Tour Around the Resort
We were running late in our schedule, while the resort owner insist to drive us to tour around the resort. She is very good host indeed, keep talking, introducing the facilities in the whirldwind tour... It will be more relaxing if we had more time to allocate here.
Yummy Yummy Dirty Rice
We arrived at Lasyone's Meat Pies Kitchen at 12:30 noon, it was unbelievably packed, all tables were occupied with no seat left. You can imagine how good their business is! This is how amazing these people in this small town still running the family business generation to generation, instead of opening up franchise to other big cities. Customers range from all age range, from kids, young executive, to white hair old man. You really feel warm eating here, very much different from a big city. They even have annual Meat Pie Festival every year September, you can eat till you drop!!!
Plantation Country is south of Natchitoches is an area known as Plantation Country which follows the 35 miles of the beautiful Cane River. In 1994 it was established as the Cane River National Heritage Area and there are numerous historically significant plantations. Many are fine examples of centuries old Creole architecture and a true reflection of a time and culture. See Natchez page.
The prominence of plantation culture in the Cane River region is reflected in the historic plantation landscapes, structures, and artifacts, as well as the traditional agricultural land use of the region. Initially, tobacco and indigo were important crops in the area; later, they gave way to a cotton economy that dominated much of the region’s history. Today, corn and soybeans are the area’s most common crops.
Oaklawn Plantation was built between 1830 and 1840 by Achille Prudhomme, and was restored in the 1990s by Bobby Harling, playwright of “Steel Magnolias” fame. The beautiful Creole plantation home lies at the end of a 680-foot oak allée, one of the longest in Louisiana. The house is set on brick piers—the lower level was open historically, but was enclosed during the restoration. The upper levels are constructed of heavy timber framing and bousillage, a mixture of river mud, processed spanish moss, and animal hair. The house is privately owned and not open to the public.

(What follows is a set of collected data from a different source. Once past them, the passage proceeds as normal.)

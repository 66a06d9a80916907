use crate::{Data, Error};
use poise::serenity_prelude as serenity;
use tracing::{error, info, warn};

pub fn handler<'a>(
    ctx: &'a serenity::Context,
    event: &'a serenity::FullEvent,
    data: &'a Data,
) -> poise::BoxFuture<'a, Result<(), Error>> {
    Box::pin(async move { handle_event(ctx, event, data).await })
}

async fn handle_event(
    _ctx: &serenity::Context,
    event: &serenity::FullEvent,
    data: &Data,
) -> Result<(), Error> {
    match event {
        serenity::FullEvent::InviteCreate { data: invite, .. } => {
            if let Some(guild_id) = invite.guild_id {
                refresh(data, guild_id.get()).await;
            }
        }
        serenity::FullEvent::InviteDelete { data: invite, .. } => {
            if let Some(guild_id) = invite.guild_id {
                refresh(data, guild_id.get()).await;
            }
        }
        // Fires for every guild on startup and reconnect.
        serenity::FullEvent::GuildCreate { guild, .. } => {
            refresh(data, guild.id.get()).await;
        }
        serenity::FullEvent::GuildMemberAddition { new_member, .. } => {
            if new_member.user.bot {
                return Ok(());
            }
            let guild_id = new_member.guild_id.get();
            let member_id = new_member.user.id.get();

            match data.tracker.handle_member_join(guild_id, member_id).await {
                Ok(outcome) => data.tracker.announce_join(guild_id, member_id, &outcome).await,
                Err(e) => error!("Failed to record join of {} in guild {}: {}", member_id, guild_id, e),
            }
        }
        serenity::FullEvent::GuildMemberRemoval { guild_id, user, .. } => {
            if user.bot {
                return Ok(());
            }
            match data.tracker.handle_member_leave(user.id.get()).await {
                Ok(Some(inviter_id)) => info!(
                    "{} left guild {}, debited inviter {}",
                    user.id, guild_id, inviter_id
                ),
                Ok(None) => {}
                Err(e) => error!("Failed to record leave of {} in guild {}: {}", user.id, guild_id, e),
            }
        }
        _ => {}
    }

    Ok(())
}

async fn refresh(data: &Data, guild_id: u64) {
    if let Err(e) = data.tracker.refresh_snapshot(guild_id).await {
        warn!("Failed to refresh invite snapshot of guild {}: {}", guild_id, e);
    }
}
use crate::modules::config::settings::ChannelKind;
use crate::services::reply::{self, author_id, guild_id};
use crate::{Context, Error};
use poise::ChoiceParameter as _;
use poise::serenity_prelude as serenity;

fn mention_channel(id: Option<u64>) -> String {
    id.map(|c| format!("<#{}>", c)).unwrap_or_else(|| "not set".to_string())
}

/// Server configuration
#[poise::command(
    slash_command,
    guild_only,
    subcommands(
        "show", "staff_add", "staff_remove", "channel", "customer_role", "webhook", "automod",
        "blacklist_add", "blacklist_remove"
    ),
    default_member_permissions = "ADMINISTRATOR"
)]
pub async fn config(_ctx: Context<'_>) -> Result<(), Error> {
    Ok(())
}

/// Show the current configuration
#[poise::command(slash_command, guild_only)]
pub async fn show(ctx: Context<'_>) -> Result<(), Error> {
    let guild_id = guild_id(ctx)?;
    let result = ctx.data().settings.get(guild_id).await;
    let suspended = ctx.data().gate.is_suspended(guild_id).await;

    reply::respond_private(ctx, result, |s| {
        let staff = if s.staff_role_ids.is_empty() {
            "none".to_string()
        } else {
            s.staff_role_ids
                .iter()
                .map(|r| format!("<@&{}>", r))
                .collect::<Vec<_>>()
                .join(", ")
        };

        let mut response = String::from("⚙️ **Configuration**\n\n");
        response.push_str(&format!("👮 Staff roles: {}\n", staff));
        response.push_str(&format!("👋 Welcome channel: {}\n", mention_channel(s.channels.welcome)));
        response.push_str(&format!("⭐ Feedback channel: {}\n", mention_channel(s.channels.feedback)));
        response.push_str(&format!("📜 Log channel: {}\n", mention_channel(s.channels.log)));
        response.push_str(&format!(
            "🛒 Customer role: {}\n",
            s.customer_role_id
                .map(|r| format!("<@&{}>", r))
                .unwrap_or_else(|| "not set".to_string())
        ));
        response.push_str(&format!(
            "💸 Payout webhook: {}\n",
            if s.webhook_url.is_some() { "configured" } else { "not set" }
        ));
        response.push_str(&format!(
            "🛡️ Automod: {} (bypass role `{}`)\n",
            if s.automod.enabled { "on" } else { "off" },
            s.automod.bypass_role_name
        ));
        response.push_str(&format!("⛔ Blacklisted users: {}\n", s.invite_blacklist.len()));
        if suspended {
            response.push_str("\n⏸️ The bot is suspended in this server.");
        }
        response
    })
    .await
}

/// Add a staff role
#[poise::command(slash_command, guild_only, rename = "staff-add")]
pub async fn staff_add(
    ctx: Context<'_>,
    #[description = "Role whose members count as staff"] role: serenity::Role,
) -> Result<(), Error> {
    let guild_id = guild_id(ctx)?;
    let result = ctx
        .data()
        .settings
        .add_staff_role(guild_id, author_id(ctx), role.id.get())
        .await;
    reply::respond_private(ctx, result, |added| {
        if added {
            format!("✅ <@&{}> is now a staff role.", role.id)
        } else {
            format!("ℹ️ <@&{}> already was a staff role.", role.id)
        }
    })
    .await
}

/// Remove a staff role
#[poise::command(slash_command, guild_only, rename = "staff-remove")]
pub async fn staff_remove(
    ctx: Context<'_>,
    #[description = "Role to remove"] role: serenity::Role,
) -> Result<(), Error> {
    let guild_id = guild_id(ctx)?;
    let result = ctx
        .data()
        .settings
        .remove_staff_role(guild_id, author_id(ctx), role.id.get())
        .await;
    reply::respond_private(ctx, result, |removed| {
        if removed {
            format!("✅ <@&{}> is no longer a staff role.", role.id)
        } else {
            format!("ℹ️ <@&{}> was not a staff role.", role.id)
        }
    })
    .await
}

/// Bind or clear one of the bot's channels
#[poise::command(slash_command, guild_only)]
pub async fn channel(
    ctx: Context<'_>,
    #[description = "Which channel to set"] kind: ChannelKind,
    #[description = "Leave empty to clear"]
    #[channel_types("Text", "News")]
    channel: Option<serenity::GuildChannel>,
) -> Result<(), Error> {
    let guild_id = guild_id(ctx)?;
    let channel_id = channel.map(|c| c.id.get());
    let result = ctx
        .data()
        .settings
        .set_channel(guild_id, author_id(ctx), kind, channel_id)
        .await;
    reply::respond_private(ctx, result, |_| {
        format!("✅ {} channel: {}", kind.name(), mention_channel(channel_id))
    })
    .await
}

/// Set the role granted when a ticket's operation timer starts
#[poise::command(slash_command, guild_only, rename = "customer-role")]
pub async fn customer_role(
    ctx: Context<'_>,
    #[description = "Leave empty to clear"] role: Option<serenity::Role>,
) -> Result<(), Error> {
    let guild_id = guild_id(ctx)?;
    let role_id = role.map(|r| r.id.get());
    let result = ctx
        .data()
        .settings
        .set_customer_role(guild_id, author_id(ctx), role_id)
        .await;
    reply::respond_private(ctx, result, |_| match role_id {
        Some(id) => format!("✅ Customer role set to <@&{}>.", id),
        None => "✅ Customer role cleared.".to_string(),
    })
    .await
}

/// Set the webhook reward payouts are sent to
#[poise::command(slash_command, guild_only)]
pub async fn webhook(
    ctx: Context<'_>,
    #[description = "http(s) URL, leave empty to clear"] url: Option<String>,
) -> Result<(), Error> {
    let guild_id = guild_id(ctx)?;
    let result = ctx
        .data()
        .settings
        .set_webhook(guild_id, author_id(ctx), url.as_deref())
        .await;
    reply::respond_private(ctx, result, |_| {
        if url.is_some() {
            "✅ Payout webhook saved.".to_string()
        } else {
            "✅ Payout webhook cleared.".to_string()
        }
    })
    .await
}

/// Turn invite-link removal on or off
#[poise::command(slash_command, guild_only)]
pub async fn automod(
    ctx: Context<'_>,
    #[description = "Remove invite links from regular members"] enabled: bool,
    #[description = "Name of the role that may post invite links"] bypass_role: Option<String>,
) -> Result<(), Error> {
    let guild_id = guild_id(ctx)?;
    let result = ctx
        .data()
        .settings
        .set_automod(guild_id, author_id(ctx), enabled, bypass_role)
        .await;
    reply::respond_private(ctx, result, |automod| {
        format!(
            "🛡️ Automod is {}. Members with the `{}` role may post invites.",
            if automod.enabled { "on" } else { "off" },
            automod.bypass_role_name
        )
    })
    .await
}

/// Stop a user from earning invites
#[poise::command(slash_command, guild_only, rename = "blacklist-add")]
pub async fn blacklist_add(
    ctx: Context<'_>,
    #[description = "User to blacklist"] user: serenity::User,
) -> Result<(), Error> {
    let guild_id = guild_id(ctx)?;
    let result = ctx
        .data()
        .settings
        .blacklist_add(guild_id, author_id(ctx), user.id.get())
        .await;
    reply::respond_private(ctx, result, |_| {
        format!("⛔ <@{}> is blacklisted; their invites count as 0 until removed.", user.id)
    })
    .await
}

/// Let a blacklisted user earn invites again
#[poise::command(slash_command, guild_only, rename = "blacklist-remove")]
pub async fn blacklist_remove(
    ctx: Context<'_>,
    #[description = "User to remove from the blacklist"] user: serenity::User,
) -> Result<(), Error> {
    let guild_id = guild_id(ctx)?;
    let result = ctx
        .data()
        .settings
        .blacklist_remove(guild_id, author_id(ctx), user.id.get())
        .await;
    reply::respond_private(ctx, result, |removed| {
        if removed {
            format!("✅ <@{}> was removed from the blacklist.", user.id)
        } else {
            format!("ℹ️ <@{}> was not blacklisted.", user.id)
        }
    })
    .await
}

/// Bot owner controls
#[poise::command(slash_command, guild_only, subcommands("suspend", "resume"))]
pub async fn bot(_ctx: Context<'_>) -> Result<(), Error> {
    Ok(())
}

/// Pause every workflow in this server (bot owners only)
#[poise::command(slash_command, guild_only)]
pub async fn suspend(ctx: Context<'_>) -> Result<(), Error> {
    let guild_id = guild_id(ctx)?;
    let result = ctx.data().gate.suspend(guild_id, author_id(ctx)).await;
    reply::respond_private(ctx, result, |changed| {
        if changed {
            "⏸️ The bot is now suspended in this server.".to_string()
        } else {
            "ℹ️ The bot was already suspended here.".to_string()
        }
    })
    .await
}

/// Lift a suspension (bot owners only)
#[poise::command(slash_command, guild_only)]
pub async fn resume(ctx: Context<'_>) -> Result<(), Error> {
    let guild_id = guild_id(ctx)?;
    let result = ctx.data().gate.resume(guild_id, author_id(ctx)).await;
    reply::respond_private(ctx, result, |changed| {
        if changed {
            "▶️ The bot is active again in this server.".to_string()
        } else {
            "ℹ️ The bot was not suspended here.".to_string()
        }
    })
    .await
}

pub fn commands() -> Vec<poise::Command<crate::Data, Error>> {
    vec![config(), bot()]
}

Despite their timeless appearance, the national heritage area’s many plantations have been in a state of constant change over the years, continuously adjusting to demographic shifts, economic and political upheavals, and transformations in the landscape. The history of these plantations clearly shows the evolution of southern agriculture from the colonial era to the 21st century, including the transformation of agricultural labor systems from slavery to tenant farming and share cropping, and finally to mechanization.
The founder of Oakland was Pierre Emmanuel Prud’homme, a second-generation native of French descent. With his wife Catherine Lambre, he established Bermuda Plantation, as it was originally known, on a land grant on the Red River. The present main house was completed in 1821. Like many local Creole homes it is raised on brick piers and made of bousillage on lathe between posts. Many of the plantation’s outbuildings also date to the first half of the nineteenth century—among them are two pigeonniers (dovecotes), an overseers’ house, a massive roofed log corn crib, a carriage house, a mule barn that was originally a smokehouse, a carpenter’s shop, and cabins.
By the early 1800s, cotton was becoming Bermuda’s main cash crop, the labor of a growing slave community fueling its expansion. The Prud’hommes stayed in the forefront agriculturally, experimenting with crops, equipment, and techniques as much of the antebellum South moved toward a one-crop economy.
After the Civil War, farming continued under new conditions. Many of Bermuda’s freed workers remained at or near the plantation, at first because the Union commander at Natchitoches ordered them to. In time, though, they worked the fields under Freedman’s Bureau labor contracts, then as sharecroppers or tenant farmers. Some, like Bermuda’s longtime blacksmith Soloman Williams, negotiated separate bargains for higher pay and a different work schedule. A plantation commissary replaced the issuing of rations with a central location to buy supplied on credit against a year’s harvest.
In 1873, two Prud’homme brothers partitioned the plantation, renaming the portion on the right bank Oakland while the portion on the left bank was renamed Atahoe. Both Prud’homme and laborers’ descendants occupied and farmed the plantation until late in the twentieth century, continuing a relationship with the site spanning three centuries.
In 1998, Oakland Plantation was acquired by the National Park Service. Today is is open daily for tours.